§ EXERCISE AIM
Going down the data below, set down exactly the line with "self.boarding_missed = true;" and each line after it through the line with "transition applies to"; no other lines.

Source records
•••••
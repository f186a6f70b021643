//! Reservation entity and its status state machine.
//!
//! A reservation books exactly one named seat on one trip for exactly one
//! segment. Status moves `Booked → OnBoard → Completed` on the happy path;
//! cancellation is allowed from `Booked` and `OnBoard`. `Completed` and
//! `Cancelled` are terminal. Reservations are never deleted; cancelled ones
//! stay in the ledger for audit and simply stop blocking their segment.
//!
//! The mutators here are `pub(crate)`: outside the crate, status only moves
//! through the Reservation Coordinator or the Occupancy State Machine.

use crate::error::EngineError;
use crate::segment::Segment;
use crate::types::{Actor, PassengerId, ReservationId, SeatNumber, TripId};
use chrono::{DateTime, Utc};
use serde::{Deserialize, Serialize};
use std::fmt;

/// Lifecycle status of a reservation.
#[derive(Clone, Copy, Debug, PartialEq, Eq, Hash, Serialize, Deserialize)]
pub enum ReservationStatus {
    /// Created and holding its segment; passenger not yet on the vehicle
    Booked,
    /// Passenger is on the vehicle
    OnBoard,
    /// Passenger alighted at the drop-off stop; terminal
    Completed,
    /// Cancelled before completion; terminal
    Cancelled,
}

impl ReservationStatus {
    /// Whether a reservation in this status still blocks its segment.
    #[must_use]
    pub const fn blocks(self) -> bool {
        matches!(self, Self::Booked | Self::OnBoard)
    }
}

impl fmt::Display for ReservationStatus {
    fn fmt(&self, f: &mut fmt::Formatter<'_>) -> fmt::Result {
        match self {
            Self::Booked => write!(f, "booked"),
            Self::OnBoard => write!(f, "on-board"),
            Self::Completed => write!(f, "completed"),
            Self::Cancelled => write!(f, "cancelled"),
        }
    }
}

/// A booking of one seat on one trip for one segment.
#[derive(Clone, Debug, PartialEq, Serialize, Deserialize)]
pub struct Reservation {
    /// Reservation identifier
    pub id: ReservationId,
    /// Trip the seat belongs to
    pub trip_id: TripId,
    /// Reserved seat
    pub seat: SeatNumber,
    /// Half-open stop interval the seat is held for
    pub segment: Segment,
    /// Owning passenger
    pub passenger_id: PassengerId,
    /// Current lifecycle status
    pub status: ReservationStatus,
    /// Set when the vehicle passed the boarding stop without a corroborated
    /// passenger match; the reservation stays `Booked` and waits for
    /// driver/support follow-up
    pub boarding_missed: bool,
    /// When the reservation was created
    pub created_at: DateTime<Utc>,
    /// When the passenger boarded, if they did
    pub boarded_at: Option<DateTime<Utc>>,
    /// When the passenger alighted, if they did
    pub completed_at: Option<DateTime<Utc>>,
    /// When the reservation was cancelled, if it was
    pub cancelled_at: Option<DateTime<Utc>>,
    /// Caller-supplied cancellation reason
    pub cancel_reason: Option<String>,
}

impl Reservation {
    /// Creates a new `Booked` reservation.
    #[must_use]
    pub fn new(
        id: ReservationId,
        trip_id: TripId,
        seat: SeatNumber,
        segment: Segment,
        passenger_id: PassengerId,
        created_at: DateTime<Utc>,
    ) -> Self {
        Self {
            id,
            trip_id,
            seat,
            segment,
            passenger_id,
            status: ReservationStatus::Booked,
            boarding_missed: false,
            created_at,
            boarded_at: None,
            completed_at: None,
            cancelled_at: None,
            cancel_reason: None,
        }
    }

    /// Whether this reservation currently blocks its segment.
    #[must_use]
    pub const fn blocks(&self) -> bool {
        self.status.blocks()
    }

    /// `Booked → OnBoard`. Clears a `boarding_missed` flag, since the
    /// passenger evidently made it after all.
    pub(crate) fn board(&mut self, at: DateTime<Utc>) -> Result<(), EngineError> {
        if self.status != ReservationStatus::Booked {
            return Err(EngineError::InvalidTransition {
                id: self.id,
                from: self.status,
                to: ReservationStatus::OnBoard,
            });
        }
        self.status = ReservationStatus::OnBoard;
        self.boarded_at = Some(at);
        self.boarding_missed = false;
        Ok(())
    }

    /// `OnBoard → Completed`.
    pub(crate) fn complete(&mut self, at: DateTime<Utc>) -> Result<(), EngineError> {
        if self.status != ReservationStatus::OnBoard {
            return Err(EngineError::InvalidTransition {
                id: self.id,
                from: self.status,
                to: ReservationStatus::Completed,
            });
        }
        self.status = ReservationStatus::Completed;
        self.completed_at = Some(at);
        Ok(())
    }

    /// `Booked | OnBoard → Cancelled`.
    pub(crate) fn cancel(
        &mut self,
        reason: impl Into<String>,
        at: DateTime<Utc>,
    ) -> Result<(), EngineError> {
        if !self.status.blocks() {
            return Err(EngineError::NotCancellable {
                id: self.id,
                status: self.status,
            });
        }
        self.status = ReservationStatus::Cancelled;
        self.cancelled_at = Some(at);
        self.cancel_reason = Some(reason.into());
        Ok(())
    }

    /// Flags a still-`Booked` reservation as missed at boarding. Returns
    /// `true` only when the flag was newly set, so callers can publish the
    /// `BoardingMissed` event exactly once.
    pub(crate) fn flag_missed(&mut self) -> bool {
        if self.status == ReservationStatus::Booked && !self.boarding_missed {
            self.boarding_missed = true;
            return true;
        }
        false
    }
}

// ============================================================================
// Audit journal
// ============================================================================

/// What happened in a journaled transition.
#[derive(Clone, Copy, Debug, PartialEq, Eq, Serialize, Deserialize)]
pub enum TransitionKind {
    /// Reservation inserted as `Booked`
    Created,
    /// `Booked → OnBoard`
    Boarded,
    /// `OnBoard → Completed`
    Completed,
    /// `Booked | OnBoard → Cancelled`
    Cancelled,
    /// `boarding_missed` flag raised
    BoardingMissed,
}

/// One immutable entry of the per-trip audit journal.
///
/// Transitions are appended, never rewritten, so investigations into
/// disputed boarding/drop-off events can replay the full history including
/// which actor (system vs. driver override) drove each step.
#[derive(Clone, Debug, PartialEq, Serialize, Deserialize)]
pub struct TransitionRecord {
    /// Reservation the transition applies to
    pub reservation_id: ReservationId,
    /// Trip the reservation belongs to
    pub trip_id: TripId,
    /// Seat involved
    pub seat: SeatNumber,
    /// What happened
    pub kind: TransitionKind,
    /// Who drove the transition
    pub actor: Actor,
    /// When it happened
    pub at: DateTime<Utc>,
}

#[cfg(test)]
#[allow(clippy::unwrap_used)]
mod tests {
    use super::*;
    use chrono::TimeZone;

    fn booked() -> Reservation {
        Reservation::new(
            ReservationId::new(),
            TripId::new(),
            SeatNumber::from("A1"),
            Segment::new(0, 2, 3).unwrap(),
            PassengerId::new(),
            Utc.with_ymd_and_hms(2025, 6, 1, 6, 0, 0).unwrap(),
        )
    }

    fn now() -> DateTime<Utc> {
        Utc.with_ymd_and_hms(2025, 6, 1, 6, 30, 0).unwrap()
    }

    #[test]
    fn happy_path_booked_onboard_completed() {
        let mut r = booked();
        r.board(now()).unwrap();
        assert_eq!(r.status, ReservationStatus::OnBoard);
        assert_eq!(r.boarded_at, Some(now()));

        r.complete(now()).unwrap();
        assert_eq!(r.status, ReservationStatus::Completed);
        assert_eq!(r.completed_at, Some(now()));
        assert!(!r.blocks());
    }

    #[test]
    fn cancel_allowed_from_booked_and_onboard_only() {
        let mut r = booked();
        r.cancel("changed plans", now()).unwrap();
        assert_eq!(r.status, ReservationStatus::Cancelled);
        assert_eq!(r.cancel_reason.as_deref(), Some("changed plans"));

        let mut r = booked();
        r.board(now()).unwrap();
        r.cancel("no-show at drop-off", now()).unwrap();
        assert_eq!(r.status, ReservationStatus::Cancelled);

        let mut r = booked();
        r.board(now()).unwrap();
        r.complete(now()).unwrap();
        assert!(matches!(
            r.cancel("too late", now()),
            Err(EngineError::NotCancellable { .. })
        ));
    }

    #[test]
    fn terminal_states_reject_further_transitions() {
        let mut r = booked();
        r.board(now()).unwrap();
        r.complete(now()).unwrap();
        assert!(matches!(
            r.board(now()),
            Err(EngineError::InvalidTransition { .. })
        ));

        let mut r = booked();
        r.cancel("gone", now()).unwrap();
        assert!(matches!(
            r.board(now()),
            Err(EngineError::InvalidTransition { .. })
        ));
        assert!(matches!(
            r.complete(now()),
            Err(EngineError::InvalidTransition { .. })
        ));
    }

    #[test]
    fn cancelled_after_boarding_cannot_complete() {
        let mut r = booked();
        r.board(now()).unwrap();
        r.cancel("driver reported no-show at drop-off", now()).unwrap();
        assert!(matches!(
            r.complete(now()),
            Err(EngineError::InvalidTransition { .. })
        ));
    }

    #[test]
    fn missed_flag_sets_once_and_clears_on_boarding() {
        let mut r = booked();
        assert!(r.flag_missed());
        assert!(!r.flag_missed());
        assert!(r.boarding_missed);
        assert_eq!(r.status, ReservationStatus::Booked);

        // A late driver override still boards the passenger.
        r.board(now()).unwrap();
        assert!(!r.boarding_missed);
    }
}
•••••
§ SOLVED PROBLEM
            self.boarding_missed = true;
            return true;
        }
        false
    }
}

// ============================================================================
// Audit journal
// ============================================================================

/// What happened in a journaled transition.
#[derive(Clone, Copy, Debug, PartialEq, Eq, Serialize, Deserialize)]
pub enum TransitionKind {
    /// Reservation inserted as `Booked`
    Created,
    /// `Booked → OnBoard`
    Boarded,
    /// `OnBoard → Completed`
    Completed,
    /// `Booked | OnBoard → Cancelled`
    Cancelled,
    /// `boarding_missed` flag raised
    BoardingMissed,
}

/// One immutable entry of the per-trip audit journal.
///
/// Transitions are appended, never rewritten, so investigations into
/// disputed boarding/drop-off events can replay the full history including
/// which actor (system vs. driver override) drove each step.
#[derive(Clone, Debug, PartialEq, Serialize, Deserialize)]
pub struct TransitionRecord {
    /// Reservation the transition applies to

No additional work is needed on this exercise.